What do the lines say from the start of the entries through the one containing "set of handler"? Repeat them exactly.

[Stored data]
%%
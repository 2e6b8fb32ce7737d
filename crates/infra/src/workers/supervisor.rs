//! Owns the worker pools of every channel and rebuilds them on reconnect.

use std::collections::{BTreeMap, HashMap};
use std::sync::Arc;
use std::time::Duration;

use serde::Serialize;
use tokio::sync::Mutex;
use tracing::{error, info, warn};

use crate::jobs::{Channel, JobQueue, QueueError};

use super::handler::HandlerRegistry;
use super::pool::{PoolStats, WorkerPool};

/// Supervisor timing settings.
#[derive(Debug, Clone, Copy, PartialEq, Eq)]
pub struct SupervisorSettings {
    /// How long in-flight handlers get to finish on stop.
    pub shutdown_grace: Duration,
    /// Pause between stopping the pools and reconnecting the transport.
    pub reconnect_cooldown: Duration,
}

impl Default for SupervisorSettings {
    fn default() -> Self {
        Self {
            shutdown_grace: Duration::from_secs(30),
            reconnect_cooldown: Duration::from_secs(2),
        }
    }
}

/// Result of a reconnect request.
#[derive(Debug, Clone, Copy, PartialEq, Eq, Serialize)]
#[serde(rename_all = "snake_case")]
pub enum ReconnectOutcome {
    /// Pools were stopped and rebuilt.
    Rebuilt,
    /// Another reconnect was already running.
    AlreadyInProgress,
}

/// Starts, stops and rebuilds worker pools with a fixed set of handler
/// bindings and channel configurations.
pub struct WorkerSupervisor {
    queue: Arc<JobQueue>,
    handlers: HandlerRegistry,
    settings: SupervisorSettings,
    pools: Mutex<HashMap<Channel, WorkerPool>>,
    starting: Mutex<()>,
    reconnecting: Mutex<()>,
}

impl std::fmt::Debug for WorkerSupervisor {
    fn fmt(&self, f: &mut std::fmt::Formatter<'_>) -> std::fmt::Result {
        f.debug_struct("WorkerSupervisor")
            .field("handlers", &self.handlers)
            .field("settings", &self.settings)
            .finish_non_exhaustive()
    }
}

impl WorkerSupervisor {
    pub fn new(queue: Arc<JobQueue>, handlers: HandlerRegistry, settings: SupervisorSettings) -> Self {
        Self {
            queue,
            handlers,
            settings,
            pools: Mutex::new(HashMap::new()),
            starting: Mutex::new(()),
            reconnecting: Mutex::new(()),
        }
    }

    pub fn queue(&self) -> &Arc<JobQueue> {
        &self.queue
    }

    /// Start a pool for every bound channel that has none. Jobs left active
    /// by a previous pool are recovered first, outside the pool lock so
    /// `workers_running` stays answerable while the store is slow.
    pub async fn start(&self) -> Result<(), QueueError> {
        // Serialize starts: recovery must not requeue jobs a pool started
        // by a concurrent call has already claimed.
        let _starting = self.starting.lock().await;
        let missing: Vec<Channel> = {
            let pools = self.pools.lock().await;
            self.handlers
                .channels()
                .into_iter()
                .filter(|channel| !pools.contains_key(channel))
                .collect()
        };

        for &channel in &missing {
            self.queue.recover_stalled(channel).await?;
        }

        let mut pools = self.pools.lock().await;
        for channel in missing {
            if pools.contains_key(&channel) {
                continue;
            }
            let Some(handler) = self.handlers.get(channel) else {
                continue;
            };
            pools.insert(
                channel,
                WorkerPool::start(self.queue.clone(), channel, handler),
            );
        }

        Ok(())
    }

    /// Stop every pool, letting in-flight handlers finish up to the grace
    /// deadline.
    pub async fn stop(&self) {
        let pools: Vec<WorkerPool> = {
            let mut pools = self.pools.lock().await;
            pools.drain().map(|(_, pool)| pool).collect()
        };

        let grace = self.settings.shutdown_grace;
        let reports =
            futures::future::join_all(pools.into_iter().map(|pool| pool.shutdown(grace))).await;
        let abandoned: usize = reports.iter().map(|r| r.abandoned).sum();
        if abandoned > 0 {
            warn!(abandoned, "handlers abandoned during stop; their jobs are recovered on next start");
        }
    }

    /// Per-channel running flag. Channels without a live pool report false.
    pub async fn workers_running(&self) -> BTreeMap<Channel, bool> {
        let pools = self.pools.lock().await;
        self.handlers
            .channels()
            .into_iter()
            .map(|channel| {
                let running = pools.get(&channel).is_some_and(WorkerPool::is_running);
                (channel, running)
            })
            .collect()
    }

    pub async fn pool_stats(&self) -> BTreeMap<Channel, PoolStats> {
        let pools = self.pools.lock().await;
        pools
            .iter()
            .map(|(channel, pool)| (*channel, pool.stats()))
            .collect()
    }

    /// Stop all pools, wait for the cooldown, re-establish the transport and
    /// rebuild the pools. Single-flight: a concurrent call returns at once.
    ///
    /// On error the pools stay stopped; the next call retries.
    pub async fn reconnect(&self) -> Result<ReconnectOutcome, QueueError> {
        let Ok(_guard) = self.reconnecting.try_lock() else {
            return Ok(ReconnectOutcome::AlreadyInProgress);
        };

        warn!("reconnecting queue transport and rebuilding worker pools");
        self.stop().await;
        tokio::time::sleep(self.settings.reconnect_cooldown).await;

        if let Err(err) = self.queue.reconnect().await {
            error!(error = %err, "transport reconnect failed");
            return Err(err);
        }
        if let Err(err) = self.start().await {
            error!(error = %err, "worker pool rebuild failed");
            return Err(err);
        }

        info!("worker pools rebuilt");
        Ok(ReconnectOutcome::Rebuilt)
    }
}

#[cfg(test)]
mod tests {
    use async_trait::async_trait;

    use super::*;
    use crate::jobs::{InMemoryJobStore, Job, JobOptions, JobStore, NotificationKind};
    use crate::testing::StallingStore;
    use crate::workers::handler::{HandlerError, JobHandler};

    struct Noop;

    #[async_trait]
    impl JobHandler for Noop {
        async fn handle(&self, _job: &Job) -> Result<(), HandlerError> {
            Ok(())
        }
    }

    fn supervisor(store: Arc<dyn JobStore>) -> Arc<WorkerSupervisor> {
        let queue = Arc::new(JobQueue::new(store));
        let handlers = HandlerRegistry::new()
            .register(Channel::Email, Arc::new(Noop))
            .register(Channel::Scheduled, Arc::new(Noop));
        Arc::new(WorkerSupervisor::new(
            queue,
            handlers,
            SupervisorSettings {
                shutdown_grace: Duration::from_millis(200),
                reconnect_cooldown: Duration::from_millis(10),
            },
        ))
    }

    #[tokio::test]
    async fn start_and_stop_toggle_running_flags() {
        let supervisor = supervisor(InMemoryJobStore::arc());
        assert!(supervisor.workers_running().await.values().all(|r| !r));

        supervisor.start().await.unwrap();
        let running = supervisor.workers_running().await;
        assert_eq!(running.len(), 2);
        assert!(running.values().all(|r| *r));

        supervisor.stop().await;
        assert!(supervisor.workers_running().await.values().all(|r| !r));
    }

    #[tokio::test]
    async fn start_is_idempotent() {
        let supervisor = supervisor(InMemoryJobStore::arc());
        supervisor.start().await.unwrap();
        supervisor.start().await.unwrap();

        let stats = supervisor.pool_stats().await;
        assert_eq!(stats[&Channel::Email].executors, 5);
        assert_eq!(stats[&Channel::Scheduled].executors, 2);
        supervisor.stop().await;
    }

    #[tokio::test]
    async fn reconnect_is_single_flight() {
        let supervisor = supervisor(InMemoryJobStore::arc());
        supervisor.start().await.unwrap();

        let (first, second) = tokio::join!(supervisor.reconnect(), supervisor.reconnect());
        let outcomes = [first.unwrap(), second.unwrap()];
        assert!(outcomes.contains(&ReconnectOutcome::Rebuilt));
        assert!(outcomes.contains(&ReconnectOutcome::AlreadyInProgress));
        assert!(supervisor.workers_running().await.values().all(|r| *r));
        supervisor.stop().await;
    }

    #[tokio::test]
    async fn failed_reconnect_leaves_pools_stopped_until_retry() {
        let store = InMemoryJobStore::arc();
        let supervisor = supervisor(store.clone());
        supervisor.start().await.unwrap();

        store.set_reachable(false);
        assert!(supervisor.reconnect().await.is_err());
        assert!(supervisor.workers_running().await.values().all(|r| !r));

        store.set_reachable(true);
        supervisor
            .queue()
            .enqueue(
                Channel::Email,
                NotificationKind::WelcomeEmail,
                &serde_json::json!({"to": "a@x.com"}),
                JobOptions::default(),
            )
            .await
            .unwrap();
        assert_eq!(supervisor.reconnect().await.unwrap(), ReconnectOutcome::Rebuilt);
        assert!(supervisor.workers_running().await.values().all(|r| *r));
        supervisor.stop().await;
    }

    #[tokio::test]
    async fn running_flags_stay_readable_while_recovery_is_slow() {
        let store = Arc::new(StallingStore::default());
        let supervisor = supervisor(store.clone());
        store.hold_recovery(true);

        let starting = tokio::spawn({
            let supervisor = supervisor.clone();
            async move { supervisor.start().await }
        });
        tokio::time::sleep(Duration::from_millis(20)).await;
        assert!(!starting.is_finished());

        let running = tokio::time::timeout(Duration::from_millis(200), supervisor.workers_running())
            .await
            .expect("workers_running blocked behind start");
        assert!(running.values().all(|r| !r));

        store.hold_recovery(false);
        starting.await.unwrap().unwrap();
        assert!(supervisor.workers_running().await.values().all(|r| *r));
        supervisor.stop().await;
    }
}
%%
Exercise answer:
repository 2e6b8fb32ce7737d
filename crates/infra/src/workers/supervisor.rs
//! Owns the worker pools of every channel and rebuilds them on reconnect.

use std::collections::{BTreeMap, HashMap};
use std::sync::Arc;
use std::time::Duration;

use serde::Serialize;
use tokio::sync::Mutex;
use tracing::{error, info, warn};

use crate::jobs::{Channel, JobQueue, QueueError};

use super::handler::HandlerRegistry;
use super::pool::{PoolStats, WorkerPool};

/// Supervisor timing settings.
#[derive(Debug, Clone, Copy, PartialEq, Eq)]
pub struct SupervisorSettings {
    /// How long in-flight handlers get to finish on stop.
    pub shutdown_grace: Duration,
    /// Pause between stopping the pools and reconnecting the transport.
    pub reconnect_cooldown: Duration,
}

impl Default for SupervisorSettings {
    fn default() -> Self {
        Self {
            shutdown_grace: Duration::from_secs(30),
            reconnect_cooldown: Duration::from_secs(2),
        }
    }
}

/// Result of a reconnect request.
#[derive(Debug, Clone, Copy, PartialEq, Eq, Serialize)]
#[serde(rename_all = "snake_case")]
pub enum ReconnectOutcome {
    /// Pools were stopped and rebuilt.
    Rebuilt,
    /// Another reconnect was already running.
    AlreadyInProgress,
}

/// Starts, stops and rebuilds worker pools with a fixed set of handler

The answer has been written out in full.